Grim: Il n’y a jamais eu autant de monde. Tous les jours, nous voyons de nouvelles personnes et le niveau n’a jamais été aussi élevé que maintenant; mais paradoxalement aussi bas, car tout le monde fait du tatouage. Beaucoup de gens apprennent par eux-mêmes et le tatouage amateur peut être très mal fait comme très bien fait: ça dépend de ta rigueur, de ton talent et surtout de ton implication. Mais je pense que c’est problématique, ça ne peut pas continuer comme ça, il y a trop de monde par rapport à la demande. On verra comment ça évolue. Mais évidemment, si tu vas faire ton tatouage sur le canapé du pote de ton cousin, il n’y a pas le même gage de qualité que dans un shop.

Pourquoi avoir choisi le métier de tatoueur? Qu’est-ce qui vous plaît et vous déplaît dans ce métier?

Grim: Si tu choisis ce métier, c’est que le dessin te plaît. Pour moi, c’est ça la base du tatouage et le tatouage est une finalité. Donc les avantages, c’est clairement de pouvoir se réveiller chaque matin pour faire ce que tu aimes. Du côté des inconvénients, le seul que je vois, ce serait le fait d’être indépendant·e et de ne pas savoir combien tu vas gagner sur l’année.
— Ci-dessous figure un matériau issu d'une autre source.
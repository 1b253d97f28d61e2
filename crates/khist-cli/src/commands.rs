use std::fs;
use std::path::Path;
use std::sync::Arc;

use anyhow::{bail, Context};
use colored::Colorize;
use tracing::info;

use khist_codec::{decode, encode, to_json_string_pretty, Format};
use khist_merge::{merge, MergeConfiguration};
use khist_node::{Node, Reader};
use khist_timeline::{
    diff_manifests, diff_revisions, read_audit_path, replay_log, DiffLine, HistoryStore,
    InMemoryHistoryStore, ManifestRevision, ReplayConfig, ReplayReport, ResourceKey,
};

use crate::cli::*;

pub fn run_command(cli: Cli) -> anyhow::Result<()> {
    let format = Format::from(cli.format);
    match cli.command {
        Command::Replay(args) => cmd_replay(args, format),
        Command::Merge(args) => cmd_merge(args, format),
        Command::Get(args) => cmd_get(args, format),
        Command::Diff(args) => cmd_diff(args),
    }
}

fn cmd_replay(args: ReplayArgs, format: Format) -> anyhow::Result<()> {
    let mut config = load_config(args.config.as_deref())?;
    if let Some(workers) = args.workers {
        config.workers = workers;
    }
    let (report, store) = replay(&args.path, &config, args.resource.as_deref())?;

    for key in &report.timelines {
        let revisions = store.timeline(key)?;
        let verbs: Vec<&str> = revisions.iter().map(|r| r.verb.as_str()).collect();
        let last = match revisions.last() {
            Some(r) if r.is_deletion() => "deleted".red().to_string(),
            Some(r) => short_digest(&r.digest).yellow().to_string(),
            None => "-".dimmed().to_string(),
        };
        println!(
            "{}  {} revisions [{}]  {}",
            key.to_string().bold(),
            revisions.len(),
            verbs.join(", ").cyan(),
            last
        );
        if args.show {
            for revision in &revisions {
                print_revision(revision, format)?;
            }
        }
    }

    for failure in &report.failures {
        println!(
            "{} {} {}: {}",
            "skipped".yellow().bold(),
            failure.audit_id.dimmed(),
            failure.resource,
            failure.message
        );
    }
    println!(
        "{} {} timelines, {} revisions, {} skipped",
        "✓".green().bold(),
        report.timelines.len(),
        report.applied,
        report.skipped
    );
    Ok(())
}

fn cmd_merge(args: MergeArgs, format: Format) -> anyhow::Result<()> {
    let config = load_config(args.config.as_deref())?;
    let merge_config = MergeConfiguration::new(config.resolver()?)
        .with_null_removes_field(config.null_removes_field);

    let prev = read_node(&args.prev)?;
    let patch = read_node(&args.patch)?;
    let merged = merge(Some(&prev), Some(&patch), &merge_config)
        .with_context(|| format!("merging {} into {}", args.patch.display(), args.prev.display()))?;
    print!("{}", render(&merged.unwrap_or_else(Node::null), format)?);
    Ok(())
}

fn cmd_get(args: GetArgs, format: Format) -> anyhow::Result<()> {
    let node = read_node(&args.file)?;
    let value = Reader::new(&node)
        .get(&args.path)
        .with_context(|| format!("reading `{}` from {}", args.path, args.file.display()))?;
    print!("{}", render(value, format)?);
    Ok(())
}

fn cmd_diff(args: DiffArgs) -> anyhow::Result<()> {
    let config = load_config(args.config.as_deref())?;
    let (report, store) = replay(&args.path, &config, None)?;
    let key = select_key(&report.timelines, &args.resource)?;
    let revisions = store.timeline(&key)?;

    println!("{} ({} revisions)", key.to_string().bold(), revisions.len());
    let mut previous: Option<&ManifestRevision> = None;
    for revision in &revisions {
        println!(
            "\n{} {} {} by {}",
            format!("#{}", revision.seq).yellow().bold(),
            revision.verb.cyan(),
            revision.audit_id.dimmed(),
            revision.user.as_deref().unwrap_or("unknown")
        );
        let diff = match previous {
            Some(prev) => diff_revisions(prev, revision)?,
            None => diff_manifests(None, revision.manifest.as_ref())?,
        };
        if diff.is_empty() {
            println!("  {}", "no changes".dimmed());
        }
        for hunk in &diff.hunks {
            println!("{}", hunk.header().cyan());
            for line in &hunk.lines {
                match line {
                    DiffLine::Context(text) => println!(" {text}"),
                    DiffLine::Added(text) => println!("{}", format!("+{text}").green()),
                    DiffLine::Removed(text) => println!("{}", format!("-{text}").red()),
                }
            }
        }
        previous = Some(revision);
    }
    Ok(())
}

fn load_config(path: Option<&Path>) -> anyhow::Result<ReplayConfig> {
    match path {
        Some(path) => ReplayConfig::load(path)
            .with_context(|| format!("loading config {}", path.display())),
        None => Ok(ReplayConfig::default()),
    }
}

/// Read the log at `path` and replay it into a fresh store, keeping only
/// resources that match `filter`.
fn replay(
    path: &Path,
    config: &ReplayConfig,
    filter: Option<&str>,
) -> anyhow::Result<(ReplayReport, Arc<InMemoryHistoryStore>)> {
    let mut events = read_audit_path(path)?;
    if let Some(filter) = filter {
        events.retain(|event| {
            ResourceKey::from_event(event).is_some_and(|key| key.matches(filter))
        });
    }
    info!(events = events.len(), path = %path.display(), "loaded audit events");

    let store = Arc::new(InMemoryHistoryStore::new());
    let runtime = tokio::runtime::Builder::new_multi_thread()
        .enable_all()
        .build()
        .context("starting async runtime")?;
    let report = runtime.block_on(replay_log(events, config, store.clone()))?;
    Ok((report, store))
}

/// An exact key match wins; otherwise the substring must match one key.
fn select_key(keys: &[ResourceKey], needle: &str) -> anyhow::Result<ResourceKey> {
    if let Some(key) = keys.iter().find(|k| k.to_string() == needle) {
        return Ok(key.clone());
    }
    let matches: Vec<&ResourceKey> = keys.iter().filter(|k| k.matches(needle)).collect();
    match matches.as_slice() {
        [key] => Ok((*key).clone()),
        [] => bail!("no resource matches `{needle}`"),
        many => {
            let names: Vec<String> = many.iter().map(|k| k.to_string()).collect();
            bail!("`{needle}` matches {} resources: {}", many.len(), names.join(", "))
        }
    }
}

fn read_node(path: &Path) -> anyhow::Result<Node> {
    let text =
        fs::read_to_string(path).with_context(|| format!("reading {}", path.display()))?;
    let format = Format::from_path(path).unwrap_or_else(|| Format::sniff(&text));
    decode(&text, format).with_context(|| format!("decoding {}", path.display()))
}

fn render(node: &Node, format: Format) -> anyhow::Result<String> {
    Ok(match format {
        Format::Json => to_json_string_pretty(node)? + "\n",
        Format::Yaml => encode(node, format)?,
    })
}

fn print_revision(revision: &ManifestRevision, format: Format) -> anyhow::Result<()> {
    let when = revision
        .timestamp
        .map(|t| t.to_rfc3339())
        .unwrap_or_else(|| "-".into());
    println!(
        "  {} {} {} {}",
        format!("#{}", revision.seq).yellow(),
        revision.verb.cyan(),
        when.dimmed(),
        revision.subresource.as_deref().unwrap_or("")
    );
    match &revision.manifest {
        Some(manifest) => {
            for line in render(manifest, format)?.lines() {
                println!("    {line}");
            }
        }
        None => println!("    {}", "(deleted)".red()),
    }
    Ok(())
}

fn short_digest(digest: &str) -> &str {
    &digest[..digest.len().min(12)]
}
David: La situation d’indépendant·e est très difficile, car en Suisse, on n’est pas très protégé·e. Pour moi, c’est le seul côté négatif de ce métier. Après, comme pour tous les métiers qui découlent d’une passion à la base, on a tendance à ne plus mettre de limite en travaillant tout le temps et ça peut être à double tranchant. C’est-à-dire que l’on peut laisser passer le travail avant les vacances, avant la santé, avant plein de choses. Il faut donc essayer de se réguler, ce qui n’est pas forcément évident.

Tatoobyjo: Il y a un super podcast, qui se nomme Books Closed. C’est un tatoueur qui prend comme thème les relations dans son couple et effectivement, il aborde ce sujet en disant que le tatouage, c’est extrêmement débordant. Certes tu dois en vivre, mais on pourrait presque plus parler de passion que de métier. Personnellement, j’ai deux enfants et je sais que parfois, je dois faire attention pour conserver du temps pour ma famille. Je pense que parfois l’on peut un peu s’oublier. On pense tout le temps au travail.

Gaëlle: Ce n’est pas un boulot qui se termine quand tu rentres chez toi. Tu es toujours en recherche d’idées, de comment améliorer tes techniques… C’est comme un apprentissage perpétuel. C’est très prenant. Un autre désavantage, c’est que certaines personnes ne prennent pas ce métier au sérieux en disant: «De toute façon, c’est ta passion, ce n’est pas un travail.» Ils minimisent le travail et ça peut nous créer un syndrome de l’imposteur. Il faut savoir balancer l’aspect passion et l’aspect métier.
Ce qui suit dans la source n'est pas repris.